[Date Prev][Date Next][Thread Prev][Thread Next][Date Index][Thread Index]

[Xen-devel] [PATCHv6 5/5] gnttab: use per-VCPU maptrack free lists



From: Malcolm Crossley <malcolm.crossley@xxxxxxxxxx>

Performance analysis of aggregate network throughput with many VMs
shows that performance is signficantly limited by contention on the
maptrack lock when obtaining/releasing maptrack handles from the free
list.

Instead of a single free list use a per-VCPU list.
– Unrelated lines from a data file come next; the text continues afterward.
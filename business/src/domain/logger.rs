pub trait Logger: Send + Sync {
    fn info(&self, message: &str);
    fn warn(&self, message: &str);
    fn error(&self, message: &str);
    fn debug(&self, message: &str);
}
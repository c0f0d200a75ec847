use std::sync::Arc;

use async_trait::async_trait;

use crate::domain::auth::errors::AuthError;
use crate::domain::auth::gateway::AuthGateway;
use crate::domain::auth::use_cases::reset_password::{ResetPasswordParams, ResetPasswordUseCase};
use crate::domain::logger::Logger;

pub struct ResetPasswordUseCaseImpl {
    pub gateway: Arc<dyn AuthGateway>,
    pub logger: Arc<dyn Logger>,
}

#[async_trait]
impl ResetPasswordUseCase for ResetPasswordUseCaseImpl {
    async fn execute(&self, params: ResetPasswordParams) -> Result<(), AuthError> {
        let email = params.email.trim();
        if email.is_empty() {
            return Err(AuthError::EmailRequired);
        }

        self.logger.info(&format!("Password reset requested for {email}"));
        self.gateway
            .send_password_reset(email, &params.redirect_to)
            .await
    }
}

#[cfg(test)]
mod tests {
    use mockall::mock;

    use super::*;

    mock! {
        pub Gateway {}

        #[async_trait]
        impl AuthGateway for Gateway {
            async fn sign_in(&self, email: &str, password: &str) -> Result<(), AuthError>;
            async fn sign_up(&self, email: &str, password: &str) -> Result<(), AuthError>;
            async fn send_password_reset(&self, email: &str, redirect_to: &str) -> Result<(), AuthError>;
        }
    }

    mock! {
        pub Log {}

        impl Logger for Log {
            fn info(&self, message: &str);
            fn warn(&self, message: &str);
            fn error(&self, message: &str);
            fn debug(&self, message: &str);
        }
    }

    fn mock_logger() -> Arc<dyn Logger> {
        let mut logger = MockLog::new();
        logger.expect_info().returning(|_| ());
        logger.expect_warn().returning(|_| ());
        logger.expect_error().returning(|_| ());
        logger.expect_debug().returning(|_| ());
        Arc::new(logger)
    }

    #[tokio::test]
    async fn should_reject_empty_email() {
        let gateway = MockGateway::new();

        let use_case = ResetPasswordUseCaseImpl {
            gateway: Arc::new(gateway),
            logger: mock_logger(),
        };

        let result = use_case
            .execute(ResetPasswordParams {
                email: String::new(),
                redirect_to: "https://shop.example.com/reset".to_string(),
            })
            .await;

        assert!(matches!(result.unwrap_err(), AuthError::EmailRequired));
    }

    #[tokio::test]
    async fn should_pass_redirect_target_through() {
        let mut gateway = MockGateway::new();
        gateway
            .expect_send_password_reset()
            .withf(|_, redirect| redirect == "https://shop.example.com/reset")
            .times(1)
            .returning(|_, _| Ok(()));

        let use_case = ResetPasswordUseCaseImpl {
            gateway: Arc::new(gateway),
            logger: mock_logger(),
        };

        let result = use_case
            .execute(ResetPasswordParams {
                email: "ana@example.com".to_string(),
                redirect_to: "https://shop.example.com/reset".to_string(),
            })
            .await;

        assert!(result.is_ok());
    }
}
use async_trait::async_trait;

use crate::domain::errors::BackendError;
use crate::domain::product::model::Product;

pub struct ListProductsParams {
    pub category: Option<String>,
}

#[async_trait]
pub trait ListProductsUseCase: Send + Sync {
    async fn execute(&self, params: ListProductsParams) -> Result<Vec<Product>, BackendError>;
}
This avoids any
contention when obtaining a handle.  Handles must be released back to
their original list and since this may occur on a different VCPU there
is some contention on the destination VCPU's free list tail pointer
(but this is much better than a per-domain lock).

A domain's maptrack limit is multiplied by the number of VCPUs.  This
ensures that a worst case domain that only performs grant table
operations via one VCPU will not see a lower map track limit.

Signed-off-by: Malcolm Crossley <malcolm.crossley@xxxxxxxxxx>
Signed-off-by: David Vrabel <david.vrabel@xxxxxxxxxx>
---
 xen/common/grant_table.c      |  129 ++++++++++++++++++++++++-----------------
 xen/include/xen/grant_table.h |    8 ++-
 xen/include/xen/sched.h       |    5 ++
 3 files changed, 86 insertions(+), 56 deletions(-)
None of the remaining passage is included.